Around 200 Million users worldwide, that’s an impressive number. However, over the years Dropbox's security has been plagued with issues.

Which begs the question: how secure is the service? Security is important to all users; however, it appears that Dropbox doesn’t have the same protocols in place for individual accounts as they do for enterprise level clients.

According to their site, personal cloud consumers have SSL and AES-256 encryption, yet it says nothing of this customer group receiving the same strenuous audits that business accounts do. Instead, holes in the system have formed.

Dropbox Security Holes

In May, several private documents were leaked online thanks to a security issue with shared links. The problem was that those not given access to specific documents were still able to open them. Some of the leaked information was viewed by people who entered similar keywords into a search engine.
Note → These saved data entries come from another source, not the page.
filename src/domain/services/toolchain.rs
//! Toolchain service
//!
//! Turns tool configuration plus a package descriptor into the concrete
//! external invocations for each operation. Nothing here runs a process.

use std::path::{Path, PathBuf};

use crate::config::ToolchainConfig;
use crate::domain::value_objects::Invocation;
use crate::metadata::PackageDescriptor;

/// Builds invocations of the Python build tool and pip
#[derive(Debug, Clone)]
pub struct Toolchain {
    config: ToolchainConfig,
    project_root: PathBuf,
}

impl Toolchain {
    pub fn new(config: ToolchainConfig, project_root: impl Into<PathBuf>) -> Self {
        Self {
            config,
            project_root: project_root.into(),
        }
    }

    pub fn project_root(&self) -> &Path {
        &self.project_root
    }

    fn python(&self) -> Invocation {
        Invocation::new(self.config.python.clone(), self.project_root.clone())
    }

    fn pip(&self, subcommand: &str) -> Invocation {
        self.python().args(["-m", "pip", subcommand])
    }

    /// `{python} {build_args...}`
    pub fn build(&self) -> Invocation {
        self.python().args(self.config.build_args.iter().cloned())
    }

    /// `{python} -m pip install --no-index {pip_args...} {artifact_path}`
    ///
    /// `--no-index` keeps pip from consulting a package index; the artifact
    /// path is relative to the project root, which is the working directory.
    pub fn install(&self, descriptor: &PackageDescriptor) -> Invocation {
        self.pip("install")
            .arg("--no-index")
            .args(self.config.pip_args.iter().cloned())
            .arg(descriptor.artifact_path.clone())
    }

    /// `{python} -m pip uninstall --yes {pip_args...} {normalized_name}`
    pub fn uninstall(&self, descriptor: &PackageDescriptor) -> Invocation {
        self.pip("uninstall")
            .arg("--yes")
            .args(self.config.pip_args.iter().cloned())
            .arg(descriptor.normalized_name.clone())
    }

    /// `{python} -m pip install {pip_args...} {packages...}`
    pub fn depends(&self, packages: &[String]) -> Invocation {
        self.pip("install")
            .args(self.config.pip_args.iter().cloned())
            .args(packages.iter().cloned())
    }
}
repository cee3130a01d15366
pub mod error;
pub mod header;
//! Configuration module for Wheelwright
//!
//! Configuration hierarchy:
//! 1. CLI flags (highest priority)
//! 2. Environment variables (WHEELWRIGHT_*)
//! 3. Project config (wheelwright.toml)
//! 4. User config (~/.config/wheelwright/config.toml)
//! 5. Built-in defaults (lowest priority)

mod loader;
mod types;

pub use loader::{ConfigWarning, WarningKind, PROJECT_CONFIG_FILE};
pub use types::{
    CleanConfig, ColorMode, Config, DependsConfig, MetadataConfig, OutputConfig, ToolchainConfig,
};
These files were brought up as part of the results. 

To make matters worse, instead of just coming out and warning customers of the problem while they worked to correct it, Dropbox simply deactivated hyperlinks. This isn’t securing the site; it’s upsetting many clients by turning one of their most useful features into a useless waste of time. When confronted by the angry customer base, a statement was issued about the breech.

They also began allowing blocked links to be active again.

Dropbox security

It’s widely known, the cloud company scans data for copyrighted information and possibly dangerous files. As Dropbox reactivated the use of links, accounts started being used for phishing schemes. Once again, hyperlinks with in all PDFs were locked out to prevent users from being victimized. It was a knee jerk reaction to the problem. Those documents could have been the only ones disabled.

Because Dropbox owns all encryption keys, it can make them targets of some sophisticated hackers who aim to steal information. With all the security issues the company has had exposed, it is merely a matter of time before this data is compromised.

In all fairness, Dropbox has made some radical changes in the last year or so. They have purchased startups left and right, including one that should help beef up their security. The cloud service is executing SSAE 16 SOC audits routinely for business customers.

Yet, there is still have a long way to go. Those who want complete anonymity of files are going to realize, the company can still look at their files in order to determine if they’re violating copyright law. Users are not allowed to make their own encryption keys.

The Result . . .

There are ways Dropbox security could be improved. A start is to offer end-to-end encryption on all of their user data, not just enterprise level. The company should perform security audits on personal grade accounts as well in order to find other holes before they are exploited. Allowing clients to create, and own, encryption keys is another step.

These are just some of ways building trust and give customers peace of mind.

 Some things that users could do to protect information: don’t open links to any document that isn’t expected. If something is shared and it wasn’t anticipated, ignore it. Don’t store personal information such as tax returns, social security numbers, dates of birth, or bank account information on a cloud site or hard disk drive.

If electronic copies of sensitive data are preferred, keep them on a removable drive that can be locked away.

Conclusion

Is Dropbox insecure? The truth is, they are just as secure (or not) as competitors with comparable infrastructures. Google Drive, OneDrive, and even Box are similarly prone to being exploited.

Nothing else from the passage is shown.